<<<<

mod commands;
mod terminal;

use commands::{CommandLine, sweep};
use terminal::{logging, print};

#[tokio::main]
async fn main() -> anyhow::Result<()> {
    let commands = CommandLine::parse_args();

    logging::init_logging(commands.verbose, commands.quiet);

    let cfg = commands.config();
    print::banner(cfg.no_banner, cfg.quiet);

    sweep::sweep(&commands, &cfg).await
}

>>>>

## What is needed
Only the lines from the one containing "#[tokio::main]" through the final line above should be duplicated, exactly as they stand.

## Output
#[tokio::main]
async fn main() -> anyhow::Result<()> {
    let commands = CommandLine::parse_args();

    logging::init_logging(commands.verbose, commands.quiet);

    let cfg = commands.config();
    print::banner(cfg.no_banner, cfg.quiet);

    sweep::sweep(&commands, &cfg).await
}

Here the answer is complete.